Vitamins and hormones, Volume 79, p.45-82 (2008)

Keywords:

2008, folic acid, Kinetics, Models, Biological, One-Carbon Group Transferases, Public Health Sciences Division

Abstract:

Folate-mediated one-carbon metabolism is an unusually complex metabolic network, consisting of several interlocking cycles, and compartmentation between cytosol and mitochondria. The cycles have diverse functions, the primary being thymidylate synthesis (the rate limiting step in DNA synthesis), the initial steps in purine synthesis, glutathione synthesis, and a host of methyl transfer reactions that include DNA and histone methylation. Regulation within the network is accomplished by numerous allosteric interactions in which metabolites in one part of the network affect the activity of enzymes elsewhere in the network. Although a large body of experimental work has elucidated the details of the mechanisms in every part of the network, the multitude of complex and non-linear interactions within the network makes it difficult to deduce how the network as a whole operates.
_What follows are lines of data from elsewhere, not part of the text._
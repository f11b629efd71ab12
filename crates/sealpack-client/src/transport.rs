//! Transport abstraction for the remote integration API.
//!
//! The service exposes three calls an ability needs: looking up a user's
//! device keys and publishing a packet, either plain or encrypted.

use std::time::Duration;

use async_trait::async_trait;
use reqwest::Client;
use serde::Serialize;
use serde_json::Value;
use tracing::debug;

use crate::config::AbilityConfig;
use crate::error::{ClientError, Result};

pub const DEVICE_KEYS_PATH: &str = "/v1/api/integration/device-keys";
pub const PUBLISH_PATH: &str = "/v1/api/integration/publish-to-user";
pub const SECURE_PUBLISH_PATH: &str = "/v1/api/integration/secure/publish-to-user";

/// Calls into the remote integration API.
///
/// Implementations must be thread-safe (Send + Sync).
#[async_trait]
pub trait AbilityApi: Send + Sync {
    /// The public keys of every device registered to `user_id`.
    async fn device_keys(&self, user_id: &str) -> Result<Vec<String>>;

    /// Deliver a plain packet to `user_id`.
    async fn publish_to_user(&self, user_id: &str, packet: &Value) -> Result<()>;

    /// Deliver an encrypted envelope to `user_id`.
    async fn encrypted_publish_to_user(&self, user_id: &str, packet: &Value) -> Result<()>;
}

#[derive(Serialize)]
#[serde(rename_all = "camelCase")]
struct PublishRequest<'a> {
    api_key: &'a str,
    api_secret: &'a str,
    integration_id: &'a str,
    target_user_id: &'a str,
    packet: &'a Value,
}

/// [`AbilityApi`] over HTTPS.
pub struct HttpAbilityApi {
    client: Client,
    config: AbilityConfig,
}

impl HttpAbilityApi {
    pub fn new(config: AbilityConfig) -> Result<Self> {
        let client = Client::builder()
            .timeout(Duration::from_secs(config.request_timeout_secs))
            .build()
            .map_err(|e| ClientError::Config(format!("cannot build HTTP client: {e}")))?;
        Ok(Self { client, config })
    }

    async fn fetch_device_keys(&self, user_id: &str) -> reqwest::Result<Vec<String>> {
        self.client
            .get(self.config.endpoint(DEVICE_KEYS_PATH))
            .query(&[
                ("userId", user_id),
                ("integrationId", self.config.integration_id.as_str()),
                ("apiKey", self.config.api_key.as_str()),
                ("apiSecret", self.config.api_secret.as_str()),
            ])
            .send()
            .await?
            .error_for_status()?
            .json()
            .await
    }

    async fn post(&self, path: &str, user_id: &str, packet: &Value) -> reqwest::Result<()> {
        let body = PublishRequest {
            api_key: &self.config.api_key,
            api_secret: &self.config.api_secret,
            integration_id: &self.config.integration_id,
            target_user_id: user_id,
            packet,
        };
        self.client
            .post(self.config.endpoint(path))
            .json(&body)
            .send()
            .await?
            .error_for_status()?;
        Ok(())
    }
}

#[async_trait]
impl AbilityApi for HttpAbilityApi {
    #[tracing::instrument(skip_all, fields(user_id = %user_id))]
    async fn device_keys(&self, user_id: &str) -> Result<Vec<String>> {
        let keys = self
            .fetch_device_keys(user_id)
            .await
            .map_err(|e| ClientError::DeviceKeys(e.to_string()))?;

        debug!(count = keys.len(), "fetched device keys");
        Ok(keys)
    }

    #[tracing::instrument(skip_all, fields(user_id = %user_id))]
    async fn publish_to_user(&self, user_id: &str, packet: &Value) -> Result<()> {
        self.post(PUBLISH_PATH, user_id, packet)
            .await
            .map_err(|e| ClientError::PublishToUser(e.to_string()))?;
        debug!("published packet");
        Ok(())
    }

    #[tracing::instrument(skip_all, fields(user_id = %user_id))]
    async fn encrypted_publish_to_user(&self, user_id: &str, packet: &Value) -> Result<()> {
        self.post(SECURE_PUBLISH_PATH, user_id, packet)
            .await
            .map_err(|e| ClientError::EncryptedPublishToUser(e.to_string()))?;
        debug!("published encrypted packet");
        Ok(())
    }
}

/// An in-memory API for testing.
///
/// Device keys are seeded per user and every publish is recorded.
pub mod memory {
    use super::*;
    use std::collections::HashMap;
    use std::sync::Arc;
    use tokio::sync::RwLock;

    /// A packet handed to the API.
    #[derive(Debug, Clone, PartialEq)]
    pub struct Published {
        pub user_id: String,
        pub packet: Value,
        pub encrypted: bool,
    }

    /// In-memory [`AbilityApi`]. Clones share state.
    #[derive(Debug, Clone, Default)]
    pub struct MemoryAbilityApi {
        device_keys: Arc<RwLock<HashMap<String, Vec<String>>>>,
        published: Arc<RwLock<Vec<Published>>>,
    }

    impl MemoryAbilityApi {
        pub fn new() -> Self {
            Self::default()
        }

        /// Register the device keys returned for `user_id`.
        pub async fn set_device_keys<K: Into<String>>(&self, user_id: &str, keys: Vec<K>) {
            self.device_keys
                .write()
                .await
                .insert(user_id.to_string(), keys.into_iter().map(Into::into).collect());
        }

        /// Everything published so far, oldest first.
        pub async fn published(&self) -> Vec<Published> {
            self.published.read().await.clone()
        }

        async fn record(&self, user_id: &str, packet: &Value, encrypted: bool) {
            self.published.write().await.push(Published {
                user_id: user_id.to_string(),
                packet: packet.clone(),
                encrypted,
            });
        }
    }

    #[async_trait]
    impl AbilityApi for MemoryAbilityApi {
        async fn device_keys(&self, user_id: &str) -> Result<Vec<String>> {
            Ok(self
                .device_keys
                .read()
                .await
                .get(user_id)
                .cloned()
                .unwrap_or_default())
        }

        async fn publish_to_user(&self, user_id: &str, packet: &Value) -> Result<()> {
            self.record(user_id, packet, false).await;
            Ok(())
        }

        async fn encrypted_publish_to_user(&self, user_id: &str, packet: &Value) -> Result<()> {
            self.record(user_id, packet, true).await;
            Ok(())
        }
    }
}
Understanding the operation of this network is further complicated by the fact that human populations maintain functional polymorphisms for several enzymes in the network, and that the network is subject to continual short and long-term fluctuations in its inputs as well as in demands on its various outputs. Understanding how such a complex system operates is possible only by means of mathematical models that take account of all the reactions and interactions. Simulations with such models can be used as an adjunct to laboratory experimentation to test ideas and alternative hypotheses and interpretations quickly and inexpensively. A number of mathematical models have been developed over the years, largely motivated by the need to understand the complex mechanisms by which anticancer drugs like methotrexate inhibit nucleotide synthesis and thus limit the ability of cells to divide. More recently, mathematical models have been used to investigate the regulatory and homeostatic mechanisms that allow the system to accommodate large fluctuations in one part of the network without affecting critical functions elsewhere in the network.